*** RECORDED DATA ***
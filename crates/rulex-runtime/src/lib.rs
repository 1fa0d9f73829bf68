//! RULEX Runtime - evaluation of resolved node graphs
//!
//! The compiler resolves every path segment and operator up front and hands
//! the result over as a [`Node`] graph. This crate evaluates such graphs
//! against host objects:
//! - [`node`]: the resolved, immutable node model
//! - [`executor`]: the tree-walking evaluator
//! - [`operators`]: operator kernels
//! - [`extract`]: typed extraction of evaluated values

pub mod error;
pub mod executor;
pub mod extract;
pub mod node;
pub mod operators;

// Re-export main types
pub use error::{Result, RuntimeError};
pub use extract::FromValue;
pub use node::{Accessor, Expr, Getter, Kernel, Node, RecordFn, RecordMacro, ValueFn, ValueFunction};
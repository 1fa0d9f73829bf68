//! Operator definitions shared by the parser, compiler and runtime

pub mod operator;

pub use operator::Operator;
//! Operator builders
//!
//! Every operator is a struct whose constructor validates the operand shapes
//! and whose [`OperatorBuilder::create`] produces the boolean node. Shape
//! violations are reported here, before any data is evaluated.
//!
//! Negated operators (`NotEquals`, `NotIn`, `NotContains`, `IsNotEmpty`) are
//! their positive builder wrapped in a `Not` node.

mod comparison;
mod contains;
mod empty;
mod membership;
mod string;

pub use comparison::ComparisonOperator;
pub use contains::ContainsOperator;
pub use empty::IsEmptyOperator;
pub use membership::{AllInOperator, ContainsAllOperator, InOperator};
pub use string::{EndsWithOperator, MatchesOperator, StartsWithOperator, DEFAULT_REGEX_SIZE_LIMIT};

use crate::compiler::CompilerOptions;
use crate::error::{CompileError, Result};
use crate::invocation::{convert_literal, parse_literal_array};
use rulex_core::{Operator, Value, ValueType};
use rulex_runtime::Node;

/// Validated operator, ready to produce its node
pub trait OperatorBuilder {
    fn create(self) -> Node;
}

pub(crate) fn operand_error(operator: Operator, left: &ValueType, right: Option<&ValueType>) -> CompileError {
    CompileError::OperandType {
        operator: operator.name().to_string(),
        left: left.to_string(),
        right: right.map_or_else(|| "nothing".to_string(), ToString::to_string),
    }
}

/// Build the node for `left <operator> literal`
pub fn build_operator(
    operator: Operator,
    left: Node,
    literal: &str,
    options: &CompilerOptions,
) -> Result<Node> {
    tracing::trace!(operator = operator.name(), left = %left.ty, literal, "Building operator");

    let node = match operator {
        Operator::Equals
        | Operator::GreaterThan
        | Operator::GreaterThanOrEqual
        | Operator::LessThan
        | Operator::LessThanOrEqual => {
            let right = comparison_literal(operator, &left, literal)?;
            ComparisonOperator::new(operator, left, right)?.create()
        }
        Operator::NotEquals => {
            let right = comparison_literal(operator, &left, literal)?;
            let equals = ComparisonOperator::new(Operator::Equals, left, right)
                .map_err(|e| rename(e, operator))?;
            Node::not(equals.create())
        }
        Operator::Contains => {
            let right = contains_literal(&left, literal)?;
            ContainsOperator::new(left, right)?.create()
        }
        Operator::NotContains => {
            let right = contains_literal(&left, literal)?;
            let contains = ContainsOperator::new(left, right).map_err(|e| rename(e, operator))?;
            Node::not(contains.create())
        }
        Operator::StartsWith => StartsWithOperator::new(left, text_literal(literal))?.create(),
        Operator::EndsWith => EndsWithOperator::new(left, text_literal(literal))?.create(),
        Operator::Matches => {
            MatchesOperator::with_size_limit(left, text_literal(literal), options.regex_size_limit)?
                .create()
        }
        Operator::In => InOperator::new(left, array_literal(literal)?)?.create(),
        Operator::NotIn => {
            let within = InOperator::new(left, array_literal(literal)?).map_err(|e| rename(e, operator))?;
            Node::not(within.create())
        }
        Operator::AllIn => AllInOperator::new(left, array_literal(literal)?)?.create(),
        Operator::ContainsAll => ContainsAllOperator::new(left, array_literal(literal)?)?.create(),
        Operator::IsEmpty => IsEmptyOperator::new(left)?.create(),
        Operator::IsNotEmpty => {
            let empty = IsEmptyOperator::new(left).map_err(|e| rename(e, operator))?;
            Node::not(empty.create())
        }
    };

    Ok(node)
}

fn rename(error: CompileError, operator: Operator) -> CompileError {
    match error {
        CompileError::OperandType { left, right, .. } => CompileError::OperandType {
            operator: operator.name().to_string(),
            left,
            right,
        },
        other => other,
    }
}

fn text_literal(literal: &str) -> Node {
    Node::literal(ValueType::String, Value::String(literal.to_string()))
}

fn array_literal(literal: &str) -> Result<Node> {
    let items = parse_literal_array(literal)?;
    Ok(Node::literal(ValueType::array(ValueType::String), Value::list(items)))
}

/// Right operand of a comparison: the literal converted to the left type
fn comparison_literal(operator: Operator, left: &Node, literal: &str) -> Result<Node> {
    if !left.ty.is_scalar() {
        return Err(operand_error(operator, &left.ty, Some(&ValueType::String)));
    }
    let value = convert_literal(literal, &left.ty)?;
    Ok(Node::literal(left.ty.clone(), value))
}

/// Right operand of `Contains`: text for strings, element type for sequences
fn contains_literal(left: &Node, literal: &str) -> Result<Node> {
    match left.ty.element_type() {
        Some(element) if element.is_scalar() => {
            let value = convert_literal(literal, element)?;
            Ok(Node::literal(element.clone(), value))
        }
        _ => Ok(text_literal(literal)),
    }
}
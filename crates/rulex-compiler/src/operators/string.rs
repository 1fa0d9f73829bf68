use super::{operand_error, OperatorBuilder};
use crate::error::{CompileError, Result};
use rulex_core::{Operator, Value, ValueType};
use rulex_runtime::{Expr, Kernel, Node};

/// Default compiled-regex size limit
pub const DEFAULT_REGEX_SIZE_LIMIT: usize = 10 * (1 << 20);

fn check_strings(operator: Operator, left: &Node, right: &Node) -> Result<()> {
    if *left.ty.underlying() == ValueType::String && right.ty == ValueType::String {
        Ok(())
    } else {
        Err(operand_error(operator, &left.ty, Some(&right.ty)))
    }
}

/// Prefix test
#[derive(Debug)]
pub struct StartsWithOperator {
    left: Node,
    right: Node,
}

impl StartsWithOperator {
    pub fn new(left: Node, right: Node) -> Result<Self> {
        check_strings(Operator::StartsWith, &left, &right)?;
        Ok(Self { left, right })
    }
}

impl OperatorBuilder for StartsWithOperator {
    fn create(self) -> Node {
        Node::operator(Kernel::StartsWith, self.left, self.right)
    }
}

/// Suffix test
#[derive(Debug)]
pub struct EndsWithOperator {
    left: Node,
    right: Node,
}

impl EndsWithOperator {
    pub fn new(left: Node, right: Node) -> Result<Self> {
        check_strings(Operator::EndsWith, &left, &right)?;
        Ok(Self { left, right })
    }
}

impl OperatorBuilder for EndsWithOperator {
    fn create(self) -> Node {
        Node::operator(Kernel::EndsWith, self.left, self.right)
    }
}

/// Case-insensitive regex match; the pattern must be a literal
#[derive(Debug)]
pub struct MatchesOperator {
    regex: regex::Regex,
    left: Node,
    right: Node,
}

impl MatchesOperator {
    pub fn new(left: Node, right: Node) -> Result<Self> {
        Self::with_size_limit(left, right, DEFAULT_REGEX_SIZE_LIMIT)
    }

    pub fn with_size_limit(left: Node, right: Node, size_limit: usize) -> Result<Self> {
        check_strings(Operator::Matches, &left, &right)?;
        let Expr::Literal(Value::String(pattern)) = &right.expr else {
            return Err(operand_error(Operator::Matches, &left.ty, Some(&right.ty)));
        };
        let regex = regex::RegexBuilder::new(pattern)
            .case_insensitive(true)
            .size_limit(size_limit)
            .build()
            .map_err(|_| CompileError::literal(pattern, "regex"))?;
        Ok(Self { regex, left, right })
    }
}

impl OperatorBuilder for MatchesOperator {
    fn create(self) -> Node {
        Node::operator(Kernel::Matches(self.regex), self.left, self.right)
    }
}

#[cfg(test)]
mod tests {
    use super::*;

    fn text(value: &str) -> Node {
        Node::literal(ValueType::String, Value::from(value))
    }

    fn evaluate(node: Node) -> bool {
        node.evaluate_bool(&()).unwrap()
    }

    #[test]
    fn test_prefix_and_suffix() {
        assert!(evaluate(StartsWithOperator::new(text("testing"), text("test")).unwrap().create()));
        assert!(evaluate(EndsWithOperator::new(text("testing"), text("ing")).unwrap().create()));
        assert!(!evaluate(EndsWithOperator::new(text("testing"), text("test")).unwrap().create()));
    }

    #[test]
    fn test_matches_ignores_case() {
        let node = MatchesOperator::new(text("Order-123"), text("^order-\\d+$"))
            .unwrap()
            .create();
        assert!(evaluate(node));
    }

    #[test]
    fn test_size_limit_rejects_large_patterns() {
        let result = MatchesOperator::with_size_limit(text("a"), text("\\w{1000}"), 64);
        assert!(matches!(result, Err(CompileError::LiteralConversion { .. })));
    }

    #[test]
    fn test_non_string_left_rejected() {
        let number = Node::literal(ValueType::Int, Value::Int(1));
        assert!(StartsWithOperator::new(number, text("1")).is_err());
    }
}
*** End of RECORDED DATA ***
*** RECORDED DATA ***
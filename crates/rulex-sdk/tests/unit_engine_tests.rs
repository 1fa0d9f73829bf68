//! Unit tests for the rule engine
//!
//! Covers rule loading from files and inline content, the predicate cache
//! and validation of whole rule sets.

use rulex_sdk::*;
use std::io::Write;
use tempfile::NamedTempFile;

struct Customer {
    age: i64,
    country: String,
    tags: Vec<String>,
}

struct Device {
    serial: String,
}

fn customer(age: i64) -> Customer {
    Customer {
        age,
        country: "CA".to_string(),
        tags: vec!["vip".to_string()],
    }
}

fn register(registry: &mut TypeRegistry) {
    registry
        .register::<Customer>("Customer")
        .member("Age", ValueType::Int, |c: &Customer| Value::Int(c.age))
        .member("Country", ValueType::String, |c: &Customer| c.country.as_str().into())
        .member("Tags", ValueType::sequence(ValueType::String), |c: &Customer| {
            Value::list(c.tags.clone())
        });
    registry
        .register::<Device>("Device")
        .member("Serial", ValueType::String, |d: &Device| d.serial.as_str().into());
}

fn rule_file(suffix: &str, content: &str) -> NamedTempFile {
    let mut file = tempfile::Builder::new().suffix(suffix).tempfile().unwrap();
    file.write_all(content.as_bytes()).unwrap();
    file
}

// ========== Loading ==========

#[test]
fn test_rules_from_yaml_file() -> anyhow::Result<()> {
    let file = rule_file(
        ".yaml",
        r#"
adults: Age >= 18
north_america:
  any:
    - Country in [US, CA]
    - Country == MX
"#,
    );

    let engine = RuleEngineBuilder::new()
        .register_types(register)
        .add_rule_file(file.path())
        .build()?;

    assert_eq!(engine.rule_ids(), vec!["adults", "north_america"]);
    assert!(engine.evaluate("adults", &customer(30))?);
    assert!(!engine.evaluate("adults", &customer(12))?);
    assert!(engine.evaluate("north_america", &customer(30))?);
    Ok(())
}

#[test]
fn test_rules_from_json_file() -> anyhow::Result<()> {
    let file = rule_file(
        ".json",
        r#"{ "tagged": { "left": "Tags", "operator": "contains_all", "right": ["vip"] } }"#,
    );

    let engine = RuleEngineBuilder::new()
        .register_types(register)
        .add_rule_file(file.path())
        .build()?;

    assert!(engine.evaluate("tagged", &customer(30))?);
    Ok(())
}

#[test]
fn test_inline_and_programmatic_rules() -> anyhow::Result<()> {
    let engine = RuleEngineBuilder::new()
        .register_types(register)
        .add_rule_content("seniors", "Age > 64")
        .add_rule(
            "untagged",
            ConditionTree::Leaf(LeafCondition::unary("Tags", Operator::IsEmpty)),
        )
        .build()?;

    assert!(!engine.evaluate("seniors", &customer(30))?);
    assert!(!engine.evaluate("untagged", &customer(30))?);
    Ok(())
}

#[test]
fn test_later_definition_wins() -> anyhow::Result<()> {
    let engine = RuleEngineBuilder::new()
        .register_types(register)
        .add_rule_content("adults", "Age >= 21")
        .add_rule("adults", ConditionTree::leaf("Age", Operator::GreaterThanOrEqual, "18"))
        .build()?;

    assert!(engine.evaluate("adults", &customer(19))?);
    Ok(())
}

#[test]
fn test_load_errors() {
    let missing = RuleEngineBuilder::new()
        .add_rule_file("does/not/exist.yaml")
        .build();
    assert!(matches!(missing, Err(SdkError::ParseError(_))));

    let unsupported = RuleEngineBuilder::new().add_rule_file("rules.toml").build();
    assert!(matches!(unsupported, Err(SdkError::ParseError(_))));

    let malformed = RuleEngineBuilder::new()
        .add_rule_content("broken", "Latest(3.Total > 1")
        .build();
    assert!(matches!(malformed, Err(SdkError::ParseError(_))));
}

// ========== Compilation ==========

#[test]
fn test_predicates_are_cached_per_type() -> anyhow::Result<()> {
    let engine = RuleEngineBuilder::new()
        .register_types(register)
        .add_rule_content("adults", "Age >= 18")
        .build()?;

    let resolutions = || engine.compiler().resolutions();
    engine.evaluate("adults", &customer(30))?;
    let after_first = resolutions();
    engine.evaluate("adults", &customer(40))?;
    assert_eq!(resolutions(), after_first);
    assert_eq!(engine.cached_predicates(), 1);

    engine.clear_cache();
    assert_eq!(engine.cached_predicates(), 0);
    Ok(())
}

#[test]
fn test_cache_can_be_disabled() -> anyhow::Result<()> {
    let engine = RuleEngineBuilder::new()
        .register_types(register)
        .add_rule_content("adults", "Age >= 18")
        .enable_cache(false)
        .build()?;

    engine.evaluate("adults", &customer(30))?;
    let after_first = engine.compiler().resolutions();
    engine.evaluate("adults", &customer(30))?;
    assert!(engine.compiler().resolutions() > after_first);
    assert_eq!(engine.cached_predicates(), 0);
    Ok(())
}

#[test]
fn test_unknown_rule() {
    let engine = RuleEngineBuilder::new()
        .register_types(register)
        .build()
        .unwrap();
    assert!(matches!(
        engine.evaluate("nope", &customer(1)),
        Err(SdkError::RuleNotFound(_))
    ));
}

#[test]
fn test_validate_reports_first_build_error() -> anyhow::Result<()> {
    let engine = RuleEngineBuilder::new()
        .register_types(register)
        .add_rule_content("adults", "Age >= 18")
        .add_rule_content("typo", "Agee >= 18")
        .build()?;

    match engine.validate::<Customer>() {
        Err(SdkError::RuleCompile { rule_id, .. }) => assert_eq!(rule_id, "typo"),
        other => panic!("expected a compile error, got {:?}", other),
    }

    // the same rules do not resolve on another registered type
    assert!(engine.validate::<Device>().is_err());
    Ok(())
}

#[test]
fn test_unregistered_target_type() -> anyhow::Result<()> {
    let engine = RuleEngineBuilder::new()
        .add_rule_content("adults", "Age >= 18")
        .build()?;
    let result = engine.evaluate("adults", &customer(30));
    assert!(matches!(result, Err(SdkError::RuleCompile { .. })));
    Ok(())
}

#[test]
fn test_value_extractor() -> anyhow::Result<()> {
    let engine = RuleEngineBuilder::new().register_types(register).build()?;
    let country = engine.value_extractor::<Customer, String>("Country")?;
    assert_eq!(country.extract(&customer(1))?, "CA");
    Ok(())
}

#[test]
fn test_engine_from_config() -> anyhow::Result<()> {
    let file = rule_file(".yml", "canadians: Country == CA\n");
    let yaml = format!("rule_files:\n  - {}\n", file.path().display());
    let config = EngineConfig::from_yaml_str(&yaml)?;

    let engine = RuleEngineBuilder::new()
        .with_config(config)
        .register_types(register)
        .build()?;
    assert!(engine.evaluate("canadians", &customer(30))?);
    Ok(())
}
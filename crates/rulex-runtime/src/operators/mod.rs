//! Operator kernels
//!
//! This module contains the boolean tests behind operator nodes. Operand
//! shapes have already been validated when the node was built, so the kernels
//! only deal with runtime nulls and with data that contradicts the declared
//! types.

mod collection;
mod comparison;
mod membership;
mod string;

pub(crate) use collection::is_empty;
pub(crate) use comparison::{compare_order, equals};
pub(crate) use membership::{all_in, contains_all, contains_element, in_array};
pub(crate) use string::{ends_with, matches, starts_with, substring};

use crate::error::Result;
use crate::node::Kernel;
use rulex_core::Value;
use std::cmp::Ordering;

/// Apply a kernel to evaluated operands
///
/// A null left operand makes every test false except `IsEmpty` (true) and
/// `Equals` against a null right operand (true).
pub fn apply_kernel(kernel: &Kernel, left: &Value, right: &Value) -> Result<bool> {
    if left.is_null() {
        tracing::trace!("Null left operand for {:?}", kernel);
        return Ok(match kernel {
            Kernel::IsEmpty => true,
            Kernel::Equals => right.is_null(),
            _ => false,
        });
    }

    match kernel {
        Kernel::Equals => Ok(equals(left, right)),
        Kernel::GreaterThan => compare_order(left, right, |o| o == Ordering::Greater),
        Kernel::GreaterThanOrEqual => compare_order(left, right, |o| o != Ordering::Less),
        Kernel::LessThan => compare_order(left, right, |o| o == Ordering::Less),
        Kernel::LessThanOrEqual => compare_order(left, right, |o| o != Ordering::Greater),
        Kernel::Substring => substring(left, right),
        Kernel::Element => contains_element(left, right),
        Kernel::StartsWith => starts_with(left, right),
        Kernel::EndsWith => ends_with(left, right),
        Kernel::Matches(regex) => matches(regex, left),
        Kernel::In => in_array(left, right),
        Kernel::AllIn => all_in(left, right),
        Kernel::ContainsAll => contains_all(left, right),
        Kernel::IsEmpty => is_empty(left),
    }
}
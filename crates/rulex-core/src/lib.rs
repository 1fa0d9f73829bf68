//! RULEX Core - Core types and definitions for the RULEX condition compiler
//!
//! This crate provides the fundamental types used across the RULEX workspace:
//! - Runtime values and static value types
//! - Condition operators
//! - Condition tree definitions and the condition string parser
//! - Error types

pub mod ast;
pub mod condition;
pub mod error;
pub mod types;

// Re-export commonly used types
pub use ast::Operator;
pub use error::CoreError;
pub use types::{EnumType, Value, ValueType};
*** End of RECORDED DATA ***
*** RECORDED DATA ***
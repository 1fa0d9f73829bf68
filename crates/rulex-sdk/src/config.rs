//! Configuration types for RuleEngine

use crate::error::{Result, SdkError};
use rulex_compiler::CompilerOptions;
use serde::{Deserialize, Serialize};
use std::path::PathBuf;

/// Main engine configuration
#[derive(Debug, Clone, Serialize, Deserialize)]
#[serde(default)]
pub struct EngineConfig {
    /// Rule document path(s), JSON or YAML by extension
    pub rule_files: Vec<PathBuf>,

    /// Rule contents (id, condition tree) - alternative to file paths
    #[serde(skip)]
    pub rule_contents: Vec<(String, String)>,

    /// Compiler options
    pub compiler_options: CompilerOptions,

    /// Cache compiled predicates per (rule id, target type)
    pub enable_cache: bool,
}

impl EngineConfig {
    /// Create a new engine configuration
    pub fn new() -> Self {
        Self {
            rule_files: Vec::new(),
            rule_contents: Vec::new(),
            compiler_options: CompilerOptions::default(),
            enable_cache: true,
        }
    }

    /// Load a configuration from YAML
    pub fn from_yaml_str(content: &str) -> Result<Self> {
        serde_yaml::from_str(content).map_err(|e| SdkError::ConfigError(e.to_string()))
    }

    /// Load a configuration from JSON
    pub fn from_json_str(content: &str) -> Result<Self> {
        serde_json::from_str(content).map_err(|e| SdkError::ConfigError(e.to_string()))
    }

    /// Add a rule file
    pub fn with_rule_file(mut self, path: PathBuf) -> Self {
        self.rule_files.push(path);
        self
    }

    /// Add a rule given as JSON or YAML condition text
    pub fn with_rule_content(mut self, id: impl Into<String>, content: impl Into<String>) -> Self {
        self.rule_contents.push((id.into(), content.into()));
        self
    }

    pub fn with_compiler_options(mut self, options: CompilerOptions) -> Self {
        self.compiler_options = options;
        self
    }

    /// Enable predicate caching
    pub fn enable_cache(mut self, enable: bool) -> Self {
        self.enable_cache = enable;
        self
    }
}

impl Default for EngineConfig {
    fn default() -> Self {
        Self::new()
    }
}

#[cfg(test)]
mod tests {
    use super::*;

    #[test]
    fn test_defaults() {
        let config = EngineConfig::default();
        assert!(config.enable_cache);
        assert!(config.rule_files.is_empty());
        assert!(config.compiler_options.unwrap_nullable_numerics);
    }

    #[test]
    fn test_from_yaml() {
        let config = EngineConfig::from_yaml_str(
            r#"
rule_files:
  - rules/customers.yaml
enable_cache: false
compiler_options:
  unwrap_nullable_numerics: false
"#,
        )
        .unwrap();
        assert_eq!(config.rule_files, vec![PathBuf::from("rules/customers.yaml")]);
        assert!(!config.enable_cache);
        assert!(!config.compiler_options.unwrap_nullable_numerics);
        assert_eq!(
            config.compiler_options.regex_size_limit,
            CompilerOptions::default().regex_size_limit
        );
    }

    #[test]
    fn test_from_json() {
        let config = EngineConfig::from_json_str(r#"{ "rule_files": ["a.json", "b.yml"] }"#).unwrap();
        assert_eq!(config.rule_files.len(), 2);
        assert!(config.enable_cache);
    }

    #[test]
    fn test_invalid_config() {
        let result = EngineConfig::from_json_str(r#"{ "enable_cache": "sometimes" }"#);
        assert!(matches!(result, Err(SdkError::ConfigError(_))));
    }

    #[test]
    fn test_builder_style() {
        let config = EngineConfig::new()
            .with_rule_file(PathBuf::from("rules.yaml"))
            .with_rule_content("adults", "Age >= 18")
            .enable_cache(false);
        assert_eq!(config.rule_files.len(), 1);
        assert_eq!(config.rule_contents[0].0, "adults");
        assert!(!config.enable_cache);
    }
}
*** End of RECORDED DATA ***
AIM OF THE EXERCISE:
Within the listing above, give again exactly every line from the line with "filename crates/rulex-runtime/src/lib.rs" through the line with "pub mod executor;", both included, and no other line.

ANSWER SECTION:
filename crates/rulex-runtime/src/lib.rs
repository 1fa0d9f73829bf68
//! RULEX Runtime - evaluation of resolved node graphs
//!
//! The compiler resolves every path segment and operator up front and hands
//! the result over as a [`Node`] graph. This crate evaluates such graphs
//! against host objects:
//! - [`node`]: the resolved, immutable node model
//! - [`executor`]: the tree-walking evaluator
//! - [`operators`]: operator kernels
//! - [`extract`]: typed extraction of evaluated values

pub mod error;
pub mod executor;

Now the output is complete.